» **Saved data entries**
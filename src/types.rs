// =============================================================================
// Core Data Model — Position / Order / Candle / PrecisionFilters / RiskConfig
// =============================================================================
//
// Shared value types owned by the per-symbol trading state. Position size is
// signed (+long / -short / 0 flat); entry_price and entry_balance are only
// meaningful while size != 0 and are cleared together on the nonzero->0
// transition (see `Position::apply_fill`).
// =============================================================================

use serde::{Deserialize, Serialize};

/// Balance snapshot for a single asset from the exchange.
#[derive(Debug, Clone, Serialize, Deserialize)]
pub struct BalanceInfo {
    pub asset: String,
    #[serde(default)]
    pub free: f64,
    #[serde(default)]
    pub locked: f64,
}

/// Whether the engine is actively trading, paused, or killed.
#[derive(Debug, Clone, Copy, PartialEq, Eq, Serialize, Deserialize)]
pub enum TradingMode {
    Live,
    Paused,
    Killed,
}

impl Default for TradingMode {
    fn default() -> Self {
        Self::Paused
    }
}

impl std::fmt::Display for TradingMode {
    fn fmt(&self, f: &mut std::fmt::Formatter<'_>) -> std::fmt::Result {
        match self {
            Self::Live => write!(f, "Live"),
            Self::Paused => write!(f, "Paused"),
            Self::Killed => write!(f, "Killed"),
        }
    }
}

/// Whether we are running against real funds or simulated.
#[derive(Debug, Clone, Copy, PartialEq, Eq, Serialize, Deserialize)]
pub enum AccountMode {
    Demo,
    Live,
}

impl Default for AccountMode {
    fn default() -> Self {
        Self::Demo
    }
}

impl std::fmt::Display for AccountMode {
    fn fmt(&self, f: &mut std::fmt::Formatter<'_>) -> std::fmt::Result {
        match self {
            Self::Demo => write!(f, "Demo"),
            Self::Live => write!(f, "Live"),
        }
    }
}

/// Order side.
#[derive(Debug, Clone, Copy, PartialEq, Eq, Serialize, Deserialize)]
#[serde(rename_all = "UPPERCASE")]
pub enum Side {
    Buy,
    Sell,
}

impl Side {
    /// +1.0 for BUY, -1.0 for SELL — the sign convention used throughout the
    /// position arithmetic.
    pub fn sign(self) -> f64 {
        match self {
            Side::Buy => 1.0,
            Side::Sell => -1.0,
        }
    }

    pub fn opposite(self) -> Side {
        match self {
            Side::Buy => Side::Sell,
            Side::Sell => Side::Buy,
        }
    }

    pub fn as_str(self) -> &'static str {
        match self {
            Side::Buy => "BUY",
            Side::Sell => "SELL",
        }
    }
}

impl std::fmt::Display for Side {
    fn fmt(&self, f: &mut std::fmt::Formatter<'_>) -> std::fmt::Result {
        write!(f, "{}", self.as_str())
    }
}

/// Order type as understood by the exchange.
#[derive(Debug, Clone, Copy, PartialEq, Eq, Serialize, Deserialize)]
#[serde(rename_all = "UPPERCASE")]
pub enum OrderType {
    Market,
    Limit,
}

/// Exchange-reported order status.
#[derive(Debug, Clone, Copy, PartialEq, Eq, Serialize, Deserialize)]
#[serde(rename_all = "SCREAMING_SNAKE_CASE")]
pub enum OrderStatus {
    New,
    PartiallyFilled,
    Filled,
    Canceled,
    Expired,
    Rejected,
}

impl OrderStatus {
    pub fn is_terminal(self) -> bool {
        matches!(
            self,
            OrderStatus::Filled | OrderStatus::Canceled | OrderStatus::Expired | OrderStatus::Rejected
        )
    }
}

/// A transient exchange order record. Lives in `open_orders_by_id` while
/// `status` is non-terminal; removed once a terminal status is observed.
#[derive(Debug, Clone, Serialize, Deserialize)]
pub struct Order {
    pub order_id: u64,
    pub symbol: String,
    pub side: Side,
    pub order_type: OrderType,
    pub status: OrderStatus,
    pub quantity: f64,
    pub price: f64,
    pub executed_qty: f64,
    pub avg_price: f64,
    pub reduce_only: bool,
    pub post_only: bool,
}

/// One OHLCV bar for a `(symbol, interval)` stream.
#[derive(Debug, Clone, Copy, Serialize, Deserialize, PartialEq)]
pub struct Candle {
    pub open_time: i64,
    pub close_time: i64,
    pub open: f64,
    pub high: f64,
    pub low: f64,
    pub close: f64,
    pub volume: f64,
}

/// Exchange precision/notional filters for a symbol — loaded once at start
/// and required before any order is placed.
#[derive(Debug, Clone, Copy, Serialize, Deserialize)]
pub struct PrecisionFilters {
    pub step_size: f64,
    pub tick_size: f64,
    pub min_notional: f64,
    pub min_qty: f64,
    pub max_qty: f64,
}

impl PrecisionFilters {
    /// Round `qty` down to the nearest multiple of `step_size`.
    pub fn round_qty_down(&self, qty: f64) -> f64 {
        if self.step_size <= 0.0 {
            return qty;
        }
        let steps = (qty / self.step_size).floor();
        round_to_step_precision(steps * self.step_size, self.step_size)
    }

    /// Round `price` to the nearest multiple of `tick_size`.
    pub fn round_price(&self, price: f64) -> f64 {
        if self.tick_size <= 0.0 {
            return price;
        }
        let ticks = (price / self.tick_size).round();
        round_to_step_precision(ticks * self.tick_size, self.tick_size)
    }

    /// Clamp `qty` into `[min_qty, max_qty]` at `step_size` granularity,
    /// returning `0.0` if it would fall below `min_qty` or the notional
    /// requirement at `price`.
    pub fn clamp_order(&self, qty: f64, price: f64) -> f64 {
        let rounded = self.round_qty_down(qty).min(self.max_qty);
        if rounded < self.min_qty || rounded * price < self.min_notional {
            return 0.0;
        }
        rounded
    }
}

/// Rounds `value` to the number of decimal places implied by `step`, which
/// avoids floating point artefacts such as `0.1 + 0.2` surviving the
/// multiply-then-divide used by `round_qty_down`/`round_price`.
fn round_to_step_precision(value: f64, step: f64) -> f64 {
    let decimals = decimal_places(step);
    let factor = 10f64.powi(decimals as i32);
    (value * factor).round() / factor
}

fn decimal_places(step: f64) -> u32 {
    if step <= 0.0 || !step.is_finite() {
        return 8;
    }
    let s = format!("{:.10}", step);
    match s.find('.') {
        Some(dot) => s[dot + 1..].trim_end_matches('0').len() as u32,
        None => 0,
    }
}

/// Per-symbol risk configuration; a portfolio-wide instance is constructed
/// the same way and used by the aggregate pre-trade check.
#[derive(Debug, Clone, Copy, Serialize, Deserialize)]
pub struct RiskConfig {
    #[serde(default = "default_max_leverage")]
    pub max_leverage: f64,
    #[serde(default = "default_max_position_size")]
    pub max_position_size: f64,
    #[serde(default = "default_max_order_size")]
    pub max_order_size: f64,
    #[serde(default = "default_daily_loss_limit")]
    pub daily_loss_limit: f64,
    #[serde(default = "default_max_consecutive_losses")]
    pub max_consecutive_losses: u32,
    #[serde(default = "default_stoploss_cooldown_candles")]
    pub stoploss_cooldown_candles: u32,
    #[serde(default = "default_stop_loss_pct")]
    pub stop_loss_pct: f64,
}

fn default_max_leverage() -> f64 {
    5.0
}
fn default_max_position_size() -> f64 {
    0.5
}
fn default_max_order_size() -> f64 {
    0.2
}
fn default_daily_loss_limit() -> f64 {
    100.0
}
fn default_max_consecutive_losses() -> u32 {
    5
}
fn default_stoploss_cooldown_candles() -> u32 {
    3
}
fn default_stop_loss_pct() -> f64 {
    0.05
}

impl Default for RiskConfig {
    fn default() -> Self {
        Self {
            max_leverage: default_max_leverage(),
            max_position_size: default_max_position_size(),
            max_order_size: default_max_order_size(),
            daily_loss_limit: default_daily_loss_limit(),
            max_consecutive_losses: default_max_consecutive_losses(),
            stoploss_cooldown_candles: default_stoploss_cooldown_candles(),
            stop_loss_pct: default_stop_loss_pct(),
        }
    }
}

/// Per-symbol counters consulted by `RiskManager::can_trade`.
#[derive(Debug, Clone, Default, Serialize, Deserialize)]
pub struct Counters {
    pub consecutive_losses: u32,
    pub daily_realized_pnl: f64,
    pub cooldown_until_bar_ts: Option<i64>,
}

/// Signed per-symbol position. `size == 0.0` is the canonical flat state;
/// `entry_price`/`entry_balance` are meaningless (and kept at 0.0) while flat.
#[derive(Debug, Clone, Copy, Serialize, Deserialize)]
pub struct Position {
    pub size: f64,
    pub entry_price: f64,
    pub entry_balance: f64,
    pub unrealized_pnl: f64,
}

impl Default for Position {
    fn default() -> Self {
        Self {
            size: 0.0,
            entry_price: 0.0,
            entry_balance: 0.0,
            unrealized_pnl: 0.0,
        }
    }
}

impl Position {
    pub fn is_flat(&self) -> bool {
        self.size.abs() < 1e-12
    }

    /// Recompute `unrealized_pnl` for a new mark price; does not mutate size.
    pub fn mark(&mut self, price: f64) {
        self.unrealized_pnl = if self.is_flat() {
            0.0
        } else {
            self.size * (price - self.entry_price)
        };
    }

    /// Apply a fill of `signed_qty` (positive = bought, negative = sold) at
    /// `fill_price`, given the wallet `balance_on_entry` observed at the time
    /// (only consulted on a 0->nonzero transition). Returns realized PnL
    /// booked by this fill, nonzero only when the fill reduces, closes, or
    /// flips the position.
    pub fn apply_fill(&mut self, signed_qty: f64, fill_price: f64, balance_on_entry: f64) -> f64 {
        let before = self.size;
        let after = before + signed_qty;

        if before.abs() < 1e-12 {
            self.size = after;
            self.entry_price = fill_price;
            self.entry_balance = balance_on_entry;
            return 0.0;
        }

        if before.signum() == signed_qty.signum() {
            let total = before.abs() + signed_qty.abs();
            self.entry_price = (self.entry_price * before.abs() + fill_price * signed_qty.abs()) / total;
            self.size = after;
            return 0.0;
        }

        let closing_qty = before.abs().min(signed_qty.abs());
        let realized = before.signum() * closing_qty * (fill_price - self.entry_price);

        if after.abs() < 1e-12 {
            self.size = 0.0;
            self.entry_price = 0.0;
            self.entry_balance = 0.0;
            self.unrealized_pnl = 0.0;
        } else if after.signum() == before.signum() {
            // Partial reduction: entry_price/entry_balance preserved.
            self.size = after;
        } else {
            // Flip through zero: the residual opens a new position.
            self.size = after;
            self.entry_price = fill_price;
            self.entry_balance = balance_on_entry;
        }

        realized
    }
}

/// Realized PnL booked by a fill, split gross vs. commission per the spec's
/// open-question decision: risk counters operate on gross.
#[derive(Debug, Clone, Copy, Default, Serialize, Deserialize)]
pub struct RealizedPnl {
    pub gross: f64,
    pub commission: f64,
}

impl RealizedPnl {
    pub fn net(&self) -> f64 {
        self.gross - self.commission
    }
}

#[cfg(test)]
mod tests {
    use super::*;

    #[test]
    fn position_opens_from_flat() {
        let mut p = Position::default();
        let realized = p.apply_fill(0.01, 50_000.0, 1000.0);
        assert_eq!(realized, 0.0);
        assert_eq!(p.size, 0.01);
        assert_eq!(p.entry_price, 50_000.0);
        assert_eq!(p.entry_balance, 1000.0);
    }

    #[test]
    fn position_full_close_realizes_pnl_and_clears_entry() {
        let mut p = Position {
            size: 0.01,
            entry_price: 50_000.0,
            entry_balance: 1000.0,
            unrealized_pnl: 0.0,
        };
        let realized = p.apply_fill(-0.01, 45_000.0, 1000.0);
        assert!((realized - (-50.0)).abs() < 1e-9);
        assert!(p.is_flat());
        assert_eq!(p.entry_price, 0.0);
        assert_eq!(p.entry_balance, 0.0);
    }

    #[test]
    fn position_partial_reduction_preserves_entry() {
        let mut p = Position {
            size: 0.02,
            entry_price: 50_000.0,
            entry_balance: 1000.0,
            unrealized_pnl: 0.0,
        };
        let realized = p.apply_fill(-0.01, 51_000.0, 1000.0);
        assert!((realized - 10.0).abs() < 1e-9);
        assert_eq!(p.size, 0.01);
        assert_eq!(p.entry_price, 50_000.0);
        assert_eq!(p.entry_balance, 1000.0);
    }

    #[test]
    fn precision_filters_round_down_qty_and_round_price() {
        let f = PrecisionFilters {
            step_size: 0.001,
            tick_size: 0.1,
            min_notional: 5.0,
            min_qty: 0.001,
            max_qty: 1000.0,
        };
        assert_eq!(f.round_qty_down(0.001_234_56), 0.001);
        assert_eq!(f.round_price(42_123.456), 42_123.5);
    }

    #[test]
    fn precision_filters_reject_below_min_notional() {
        let f = PrecisionFilters {
            step_size: 0.001,
            tick_size: 0.1,
            min_notional: 5.0,
            min_qty: 0.001,
            max_qty: 1000.0,
        };
        assert_eq!(f.clamp_order(0.0001, 49_900.0), 0.0);
        assert!(f.clamp_order(0.0002, 49_900.0) > 0.0);
    }
}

» **Problem details**
Looking at the data above, show all lines where the word "OrderStatus" occurs.

» **Solution to this exercise**
pub enum OrderStatus {
impl OrderStatus {
            OrderStatus::Filled | OrderStatus::Canceled | OrderStatus::Expired | OrderStatus::Rejected
    pub status: OrderStatus,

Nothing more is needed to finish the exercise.